Mademoiselle Willoughby,                    
   Femme de lettres.

« Cela est cynique. On ne proclame point de pareilles turpitudes. Mettrait-on à la poste une enveloppe libellée de la sorte :

Mademoiselle Maximilienne de Château-Fleuri,
          Prostituée…

« Comme le public éclairé a, pour l’une et l’autre profession, toutes deux très intéressantes et nécessaires, le même indulgent mépris, je réclame au moins en faveur des femmes de lettres la même politesse élémentaire que l’on accorde aux demi-mondaines de grande marque.

— C’est que la femme de lettres a infiniment moins de modestie que la courtisane, » hasardai-je. « L’une ne vend que son corps à un nombre en somme restreint d’individus, l’autre vend son âme, tirée à des milliers d’exemplaires. L’âme nue est plus impudique que le corps dévoilé.

— Vous êtes aussi stupide que les gens qui m’écrivent. Je ne conçois pas de pire insulte à jeter à la tête de quelqu’un. Que l’on imprime sur mon œuvre tout ce que l’on voudra, je n’y vois aucun inconvénient, mais qu’on m’adresse d’agréables facéties dans ce genre !… »

Elle déplia, en riant, une lettre :

Mademoiselle,

Je regrette de ne point trouver dans votre œuvre la trace d’une influence masculine. Se rapprocher de la nature, n’est-ce point la plus ambition que puisse concevoir un écrivain ?

— La meilleure façon de se rapprocher de la nature, en écrivant, » interrompit Vally. « c’est de faire des fautes d’orthographe. »

Je regardai San Giovanni avec compassion.

« J’avoue que cette missive est du plus mauvais goût. Elle ne peut provenir que d’un professeur de l’Université ou d’un bibliothécaire.

— On ne saurait célébrer littérairement ce qui est inesthétique, » corrobora Vally, « et l’homme est l’Inesthétique par excellence. S’il n’y a qu’un petit nombre de femmes écrivains et poètes, c’est que les femmes sont trop souvent condamnées par les convenances à célébrer l’homme. Cela a suffi pour paralyser en elles tout effort vers la Beauté. Aussi, le seul poète-femme, dont l’immortalité est pareille à l’immortalité des statues, est Psappha, qui n’a point daigné s’apercevoir de l’existence masculine. Son œuvre n’en porte ni la trace ni la souillure. Car elle a célébré le doux langage et le sourire désirable d’Atthis, et non le torse musclé de l’imaginaire Phaon. »

San Giovanni contempla ma perverse bien-aimée avec cette reconnaissance que nous éprouvons pour ceux qui expriment, moins bien que nous-mêmes, certes, mais d’autre sorte, nos théories les plus sacrées.

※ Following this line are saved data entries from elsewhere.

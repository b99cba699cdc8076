//! Cache storage trait with in-memory and SQLite implementations.

use chrono::{DateTime, Utc};
use color_eyre::{eyre::eyre, Result};
use reqwest::header::{HeaderMap, HeaderName, HeaderValue};
use reqwest::StatusCode;
use rusqlite::{params, Connection, OptionalExtension};
use std::collections::BTreeMap;
use std::path::Path;
use std::sync::{Mutex, MutexGuard};

use super::key::RequestKey;
use super::traits::CachedEntry;
use crate::http::FetchResponse;

/// Trait for cache storage backends.
///
/// Storage is organised as named generations, each holding request-key to
/// response pairs. Implementations serialise individual operations, so
/// callers never need their own locking.
pub trait CacheStorage: Send + Sync {
  /// Create the generation if it does not exist yet.
  fn open_generation(&self, name: &str) -> Result<()>;

  /// Names of all existing generations, sorted.
  fn generations(&self) -> Result<Vec<String>>;

  /// Delete a generation and all of its entries. Returns false if it did not exist.
  fn delete_generation(&self, name: &str) -> Result<bool>;

  /// Exact-key lookup inside a generation.
  fn match_entry(&self, generation: &str, key: &RequestKey) -> Result<Option<CachedEntry>>;

  /// Insert or replace an entry in an existing generation.
  ///
  /// Fails if the generation does not exist, so a version whose cache was
  /// deleted by a newer activation cannot bring it back.
  fn put_entry(&self, generation: &str, key: &RequestKey, response: &FetchResponse) -> Result<()>;

  /// Number of entries stored in a generation.
  fn entry_count(&self, generation: &str) -> Result<usize>;
}

/// Generation name -> (request hash -> entry).
type Generations = BTreeMap<String, BTreeMap<String, CachedEntry>>;

/// Storage that keeps everything in process memory.
/// Used by tests and when persistence is disabled.
#[derive(Default)]
pub struct MemoryStorage {
  generations: Mutex<Generations>,
}

impl MemoryStorage {
  pub fn new() -> Self {
    Self::default()
  }

  fn lock(&self) -> Result<MutexGuard<'_, Generations>> {
    self
      .generations
      .lock()
      .map_err(|e| eyre!("Lock poisoned: {}", e))
  }
}

impl CacheStorage for MemoryStorage {
  fn open_generation(&self, name: &str) -> Result<()> {
    self.lock()?.entry(name.to_string()).or_default();
    Ok(())
  }

  fn generations(&self) -> Result<Vec<String>> {
    Ok(self.lock()?.keys().cloned().collect())
  }

  fn delete_generation(&self, name: &str) -> Result<bool> {
    Ok(self.lock()?.remove(name).is_some())
  }

  fn match_entry(&self, generation: &str, key: &RequestKey) -> Result<Option<CachedEntry>> {
    Ok(
      self
        .lock()?
        .get(generation)
        .and_then(|entries| entries.get(&key.cache_hash()))
        .cloned(),
    )
  }

  fn put_entry(&self, generation: &str, key: &RequestKey, response: &FetchResponse) -> Result<()> {
    let entry = CachedEntry {
      url: key.url().to_string(),
      response: response.clone(),
      cached_at: Utc::now(),
    };
    self
      .lock()?
      .get_mut(generation)
      .ok_or_else(|| eyre!("Cache generation {} does not exist", generation))?
      .insert(key.cache_hash(), entry);
    Ok(())
  }

  fn entry_count(&self, generation: &str) -> Result<usize> {
    Ok(self.lock()?.get(generation).map(BTreeMap::len).unwrap_or(0))
  }
}

/// SQLite-based cache storage implementation.
pub struct SqliteStorage {
  conn: Mutex<Connection>,
}

impl SqliteStorage {
  /// Open (or create) the cache database at the given path.
  pub fn open(path: &Path) -> Result<Self> {
    // Ensure parent directory exists
    if let Some(parent) = path.parent() {
      std::fs::create_dir_all(parent)
        .map_err(|e| eyre!("Failed to create cache directory: {}", e))?;
    }

    let conn = Connection::open(path)
      .map_err(|e| eyre!("Failed to open cache database at {}: {}", path.display(), e))?;

    Self::with_connection(conn)
  }

  /// Open a private in-memory database.
  pub fn open_in_memory() -> Result<Self> {
    let conn = Connection::open_in_memory()
      .map_err(|e| eyre!("Failed to open in-memory cache database: {}", e))?;

    Self::with_connection(conn)
  }

  fn with_connection(conn: Connection) -> Result<Self> {
    let storage = Self {
      conn: Mutex::new(conn),
    };
    storage.run_migrations()?;

    Ok(storage)
  }

  /// Run database migrations for cache tables.
  fn run_migrations(&self) -> Result<()> {
    let conn = self
      .conn
      .lock()
      .map_err(|e| eyre!("Lock poisoned: {}", e))?;

    conn
      .execute_batch(CACHE_SCHEMA)
      .map_err(|e| eyre!("Failed to run cache migrations: {}", e))?;

    Ok(())
  }
}

/// Schema for cache tables.
const CACHE_SCHEMA: &str = r#"
-- One row per cache generation (proxy version)
CREATE TABLE IF NOT EXISTS cache_generations (
    name TEXT PRIMARY KEY,
    created_at TEXT NOT NULL DEFAULT (datetime('now'))
);

-- Stored responses, keyed by sha256("METHOD URL")
CREATE TABLE IF NOT EXISTS cache_entries (
    generation TEXT NOT NULL,
    request_hash TEXT NOT NULL,
    method TEXT NOT NULL,
    url TEXT NOT NULL,
    status INTEGER NOT NULL,
    headers BLOB NOT NULL,
    body BLOB NOT NULL,
    cached_at TEXT NOT NULL DEFAULT (datetime('now')),
    PRIMARY KEY (generation, request_hash)
);

CREATE INDEX IF NOT EXISTS idx_cache_entries_generation ON cache_entries(generation);
"#;

impl CacheStorage for SqliteStorage {
  fn open_generation(&self, name: &str) -> Result<()> {
    let conn = self
      .conn
      .lock()
      .map_err(|e| eyre!("Lock poisoned: {}", e))?;

    conn
      .execute(
        "INSERT OR IGNORE INTO cache_generations (name) VALUES (?)",
        params![name],
      )
      .map_err(|e| eyre!("Failed to open cache generation {}: {}", name, e))?;

    Ok(())
  }

  fn generations(&self) -> Result<Vec<String>> {
    let conn = self
      .conn
      .lock()
      .map_err(|e| eyre!("Lock poisoned: {}", e))?;

    let mut stmt = conn
      .prepare("SELECT name FROM cache_generations ORDER BY name")
      .map_err(|e| eyre!("Failed to prepare query: {}", e))?;

    let names = stmt
      .query_map([], |row| row.get(0))
      .map_err(|e| eyre!("Failed to list cache generations: {}", e))?
      .collect::<rusqlite::Result<Vec<String>>>()
      .map_err(|e| eyre!("Failed to read cache generation: {}", e))?;

    Ok(names)
  }

  fn delete_generation(&self, name: &str) -> Result<bool> {
    let mut conn = self
      .conn
      .lock()
      .map_err(|e| eyre!("Lock poisoned: {}", e))?;

    let tx = conn
      .transaction()
      .map_err(|e| eyre!("Failed to begin transaction: {}", e))?;

    tx.execute(
      "DELETE FROM cache_entries WHERE generation = ?",
      params![name],
    )
    .map_err(|e| eyre!("Failed to delete entries of {}: {}", name, e))?;

    let removed = tx
      .execute("DELETE FROM cache_generations WHERE name = ?", params![name])
      .map_err(|e| eyre!("Failed to delete cache generation {}: {}", name, e))?;

    tx.commit()
      .map_err(|e| eyre!("Failed to commit transaction: {}", e))?;

    Ok(removed > 0)
  }

  fn match_entry(&self, generation: &str, key: &RequestKey) -> Result<Option<CachedEntry>> {
    let conn = self
      .conn
      .lock()
      .map_err(|e| eyre!("Lock poisoned: {}", e))?;

    let mut stmt = conn
      .prepare(
        "SELECT url, status, headers, body, cached_at FROM cache_entries
         WHERE generation = ? AND request_hash = ?",
      )
      .map_err(|e| eyre!("Failed to prepare query: {}", e))?;

    let row: Option<(String, u16, Vec<u8>, Vec<u8>, String)> = stmt
      .query_row(params![generation, key.cache_hash()], |row| {
        Ok((row.get(0)?, row.get(1)?, row.get(2)?, row.get(3)?, row.get(4)?))
      })
      .optional()
      .map_err(|e| eyre!("Failed to look up {}: {}", key, e))?;

    let Some((url, status, headers, body, cached_at)) = row else {
      return Ok(None);
    };

    let status =
      StatusCode::from_u16(status).map_err(|e| eyre!("Invalid cached status {}: {}", status, e))?;

    Ok(Some(CachedEntry {
      url,
      response: FetchResponse {
        status,
        headers: decode_headers(&headers)?,
        body: body.into(),
      },
      cached_at: parse_datetime(&cached_at)?,
    }))
  }

  fn put_entry(&self, generation: &str, key: &RequestKey, response: &FetchResponse) -> Result<()> {
    let mut conn = self
      .conn
      .lock()
      .map_err(|e| eyre!("Lock poisoned: {}", e))?;
    let headers = encode_headers(&response.headers)?;

    let tx = conn
      .transaction()
      .map_err(|e| eyre!("Failed to begin transaction: {}", e))?;

    let exists = tx
      .query_row(
        "SELECT 1 FROM cache_generations WHERE name = ?",
        params![generation],
        |_| Ok(()),
      )
      .optional()
      .map_err(|e| eyre!("Failed to look up cache generation {}: {}", generation, e))?
      .is_some();
    if !exists {
      return Err(eyre!("Cache generation {} does not exist", generation));
    }

    tx.execute(
      "INSERT OR REPLACE INTO cache_entries
         (generation, request_hash, method, url, status, headers, body, cached_at)
       VALUES (?, ?, ?, ?, ?, ?, ?, datetime('now'))",
      params![
        generation,
        key.cache_hash(),
        key.method().as_str(),
        key.url(),
        response.status.as_u16(),
        headers,
        response.body.as_ref(),
      ],
    )
    .map_err(|e| eyre!("Failed to store {}: {}", key, e))?;

    tx.commit()
      .map_err(|e| eyre!("Failed to commit transaction: {}", e))?;

    Ok(())
  }

  fn entry_count(&self, generation: &str) -> Result<usize> {
    let conn = self
      .conn
      .lock()
      .map_err(|e| eyre!("Lock poisoned: {}", e))?;

    let count: i64 = conn
      .query_row(
        "SELECT COUNT(*) FROM cache_entries WHERE generation = ?",
        params![generation],
        |row| row.get(0),
      )
      .map_err(|e| eyre!("Failed to count entries of {}: {}", generation, e))?;

    Ok(count as usize)
  }
}

/// Serialize headers as JSON pairs of (name, raw value bytes).
fn encode_headers(headers: &HeaderMap) -> Result<Vec<u8>> {
  let pairs: Vec<(&str, &[u8])> = headers
    .iter()
    .map(|(name, value)| (name.as_str(), value.as_bytes()))
    .collect();
  serde_json::to_vec(&pairs).map_err(|e| eyre!("Failed to serialize headers: {}", e))
}

fn decode_headers(data: &[u8]) -> Result<HeaderMap> {
  let pairs: Vec<(String, Vec<u8>)> =
    serde_json::from_slice(data).map_err(|e| eyre!("Failed to deserialize headers: {}", e))?;

  let mut headers = HeaderMap::with_capacity(pairs.len());
  for (name, value) in pairs {
    let name = HeaderName::from_bytes(name.as_bytes())
      .map_err(|e| eyre!("Invalid cached header name {}: {}", name, e))?;
    let value = HeaderValue::from_bytes(&value)
      .map_err(|e| eyre!("Invalid cached header value for {}: {}", name, e))?;
    headers.append(name, value);
  }
  Ok(headers)
}

/// Parse a datetime string from SQLite format.
fn parse_datetime(s: &str) -> Result<DateTime<Utc>> {
  // SQLite stores as "YYYY-MM-DD HH:MM:SS"
  chrono::NaiveDateTime::parse_from_str(s, "%Y-%m-%d %H:%M:%S")
    .map(|dt| dt.and_utc())
    .map_err(|e| eyre!("Failed to parse datetime '{}': {}", s, e))
}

« Je ne suis pas au bout de mes peines, » continua-t-elle. « Lisez encore cet article du secrétaire de l’Action Provinciale, que je viens de recevoir. La banalité de son style est pimentée d’une orthographe savamment fantaisiste. Il est regrettable que le fait d’écrire filozofie au lieu de philosophie ne puisse faire illusion sur la pauvreté des phrases et la misère de la pensée. Ce monsieur Bellebotte de Foyn, comme tous les petits provinciaux de lettres, est gonflé d’une vanité immense. Autant que Pétrus, il estime, en se souriant dans le miroir, que la séduction du mâle est si irrésistible qu’aucune femme ne saurait demeurer insensible à tant de charme. Laissez-moi vous lire cette phrase ineffable :

« Sapho, vraiment humaine, brûle enfin de l’amour véritable, de l’amour naturel pour l’homme, de l’amour inévitable, au lieu d’une volupté morbide et anormale… »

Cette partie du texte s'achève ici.